▶ [Records for this task]
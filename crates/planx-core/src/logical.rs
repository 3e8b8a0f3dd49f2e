//! # Logical Operators
//!
//! The logical tree consumed by enumeration. Operators are a tagged sum
//! (`LogicalOp`) wrapped by `LogicalOperator`, which carries what every node
//! has: an output schema, a derived row-count estimate, and children. The
//! tree is read-only to the enumeration core.

use serde::{Deserialize, Serialize};

use crate::catalog::{IndexInfo, TableInfo};
use crate::expr::{ByItem, Column, Datum, Expr};
use crate::schema::Schema;
use crate::stats::{StatisticTable, StatsInfo};

#[derive(Debug, Clone, Copy, PartialEq, Eq, Hash, Serialize, Deserialize)]
pub enum JoinType {
    Inner,
    LeftOuter,
    RightOuter,
    Semi,
    AntiSemi,
    LeftOuterSemi,
    AntiLeftOuterSemi,
}

/// User hints pinning the join algorithm, as a bitset. Multiple hints can be
/// set at once; enumeration resolves conflicts by checking them in a fixed
/// order.
#[derive(Debug, Clone, Copy, Default, PartialEq, Eq, Serialize, Deserialize)]
pub struct JoinHints(u32);

impl JoinHints {
    pub const MERGE_JOIN: JoinHints = JoinHints(1);
    pub const HASH_JOIN: JoinHints = JoinHints(1 << 1);
    /// Use the left child as the index-join inner (lookup) side.
    pub const LEFT_AS_INDEX_INNER: JoinHints = JoinHints(1 << 2);
    /// Use the right child as the index-join inner (lookup) side.
    pub const RIGHT_AS_INDEX_INNER: JoinHints = JoinHints(1 << 3);

    pub fn none() -> Self {
        Self::default()
    }

    pub fn contains(self, other: JoinHints) -> bool {
        self.0 & other.0 != 0
    }

    pub fn with(self, other: JoinHints) -> Self {
        JoinHints(self.0 | other.0)
    }
}

#[derive(Debug, Clone, Serialize, Deserialize)]
pub struct LogicalJoin {
    pub join_type: JoinType,
    /// Equi-predicates `left_join_keys[i] = right_join_keys[i]`; the three
    /// vectors stay index-aligned.
    pub equal_conditions: Vec<Expr>,
    pub left_join_keys: Vec<Column>,
    pub right_join_keys: Vec<Column>,
    pub left_conditions: Vec<Expr>,
    pub right_conditions: Vec<Expr>,
    pub other_conditions: Vec<Expr>,
    /// Padding values for outer joins.
    pub default_values: Vec<Datum>,
    pub prefer_join_type: JoinHints,
    /// Orderings the left child can plausibly deliver, precomputed by
    /// logical analysis.
    pub left_properties: Vec<Vec<Column>>,
    pub right_properties: Vec<Vec<Column>>,
}

#[derive(Debug, Clone, Copy, PartialEq, Eq, Hash, Serialize, Deserialize)]
pub enum AggFunc {
    Count,
    Sum,
    Avg,
    Min,
    Max,
    FirstRow,
}

/// Evaluation mode of an aggregate: `Final` consumes partial states produced
/// below and therefore pins the aggregation shape.
#[derive(Debug, Clone, Copy, PartialEq, Eq, Hash, Serialize, Deserialize)]
pub enum AggMode {
    Partial,
    Final,
    Complete,
}

#[derive(Debug, Clone, PartialEq, Serialize, Deserialize)]
pub struct AggFuncDesc {
    pub func: AggFunc,
    pub args: Vec<Expr>,
    pub mode: AggMode,
}

#[derive(Debug, Clone, Serialize, Deserialize)]
pub struct LogicalAggregation {
    pub group_by_items: Vec<Expr>,
    pub agg_funcs: Vec<AggFuncDesc>,
    /// The group-by items that are plain columns. When shorter than
    /// `group_by_items`, some item is an expression and no input order can
    /// serve the grouping.
    pub group_by_cols: Vec<Column>,
    /// Orderings the child can plausibly deliver.
    pub possible_properties: Vec<Vec<Column>>,
    /// Input row-count estimate, used to scale the child's row budget.
    pub input_count: f64,
}

#[derive(Debug, Clone, Copy, PartialEq, Eq, Serialize, Deserialize)]
pub enum LockType {
    ForUpdate,
    InShareMode,
}

/// One way of reading a table: the row store itself or a secondary index.
#[derive(Debug, Clone, PartialEq, Serialize, Deserialize)]
pub enum AccessPath {
    Table,
    Index(IndexInfo),
}

#[derive(Debug, Clone, Serialize, Deserialize)]
pub struct DataSource {
    pub table_info: TableInfo,
    pub possible_access_paths: Vec<AccessPath>,
    /// Predicates already pushed to the storage layer.
    pub pushed_down_conds: Vec<Expr>,
    pub statistic_table: StatisticTable,
}

impl DataSource {
    /// The clustered integer primary key column, when the table's handle is
    /// a declared PK. Resolved against the data source's output schema.
    pub fn pk_is_handle_col(&self, schema: &Schema) -> Option<Column> {
        if !self.table_info.pk_is_handle {
            return None;
        }
        let pk_info = self.table_info.columns.iter().find(|c| c.pk)?;
        schema.columns.iter().find(|c| c.name == pk_info.name).cloned()
    }

    pub fn has_table_path(&self) -> bool {
        self.possible_access_paths
            .iter()
            .any(|p| matches!(p, AccessPath::Table))
    }
}

#[derive(Debug, Clone, Serialize, Deserialize)]
pub enum LogicalOp {
    DataSource(DataSource),
    Selection { conditions: Vec<Expr> },
    Projection { exprs: Vec<Expr> },
    Join(LogicalJoin),
    Aggregation(LogicalAggregation),
    Sort { by_items: Vec<ByItem> },
    TopN { by_items: Vec<ByItem>, count: u64, offset: u64 },
    Limit { count: u64, offset: u64 },
    UnionAll,
    Lock { lock: LockType },
    MaxOneRow,
    /// Merges uncommitted in-transaction changes over a base scan.
    UnionScan { conditions: Vec<Expr> },
    /// Correlated subquery execution; `join` describes the decorrelated join
    /// shape and `cor_cols` the outer columns the inner side reads.
    Apply { join: LogicalJoin, cor_cols: Vec<Column> },
}

#[derive(Debug, Clone, Serialize, Deserialize)]
pub struct LogicalOperator {
    pub op: LogicalOp,
    pub schema: Schema,
    pub stats: StatsInfo,
    pub children: Vec<LogicalOperator>,
}

impl LogicalOperator {
    pub fn new(
        op: LogicalOp,
        schema: Schema,
        stats: StatsInfo,
        children: Vec<LogicalOperator>,
    ) -> Self {
        Self {
            op,
            schema,
            stats,
            children,
        }
    }

    pub fn as_data_source(&self) -> Option<&DataSource> {
        match &self.op {
            LogicalOp::DataSource(ds) => Some(ds),
            _ => None,
        }
    }
}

▶ [Your assignment]
Here the output must be the lines above from the line with "pub const RIGHT_AS_INDEX_INNER: JoinHints" to the line with "Copy, PartialEq, Eq, Serialize, Deserialize)]", both included, duplicated word for word and nothing else.

▶ [The answer]
    pub const RIGHT_AS_INDEX_INNER: JoinHints = JoinHints(1 << 3);

    pub fn none() -> Self {
        Self::default()
    }

    pub fn contains(self, other: JoinHints) -> bool {
        self.0 & other.0 != 0
    }

    pub fn with(self, other: JoinHints) -> Self {
        JoinHints(self.0 | other.0)
    }
}

#[derive(Debug, Clone, Serialize, Deserialize)]
pub struct LogicalJoin {
    pub join_type: JoinType,
    /// Equi-predicates `left_join_keys[i] = right_join_keys[i]`; the three
    /// vectors stay index-aligned.
    pub equal_conditions: Vec<Expr>,
    pub left_join_keys: Vec<Column>,
    pub right_join_keys: Vec<Column>,
    pub left_conditions: Vec<Expr>,
    pub right_conditions: Vec<Expr>,
    pub other_conditions: Vec<Expr>,
    /// Padding values for outer joins.
    pub default_values: Vec<Datum>,
    pub prefer_join_type: JoinHints,
    /// Orderings the left child can plausibly deliver, precomputed by
    /// logical analysis.
    pub left_properties: Vec<Vec<Column>>,
    pub right_properties: Vec<Vec<Column>>,
}

#[derive(Debug, Clone, Copy, PartialEq, Eq, Hash, Serialize, Deserialize)]
pub enum AggFunc {
    Count,
    Sum,
    Avg,
    Min,
    Max,
    FirstRow,
}

/// Evaluation mode of an aggregate: `Final` consumes partial states produced
/// below and therefore pins the aggregation shape.
#[derive(Debug, Clone, Copy, PartialEq, Eq, Hash, Serialize, Deserialize)]
pub enum AggMode {
    Partial,
    Final,
    Complete,
}

#[derive(Debug, Clone, PartialEq, Serialize, Deserialize)]
pub struct AggFuncDesc {
    pub func: AggFunc,
    pub args: Vec<Expr>,
    pub mode: AggMode,
}

#[derive(Debug, Clone, Serialize, Deserialize)]
pub struct LogicalAggregation {
    pub group_by_items: Vec<Expr>,
    pub agg_funcs: Vec<AggFuncDesc>,
    /// The group-by items that are plain columns. When shorter than
    /// `group_by_items`, some item is an expression and no input order can
    /// serve the grouping.
    pub group_by_cols: Vec<Column>,
    /// Orderings the child can plausibly deliver.
    pub possible_properties: Vec<Vec<Column>>,
    /// Input row-count estimate, used to scale the child's row budget.
    pub input_count: f64,
}

#[derive(Debug, Clone, Copy, PartialEq, Eq, Serialize, Deserialize)]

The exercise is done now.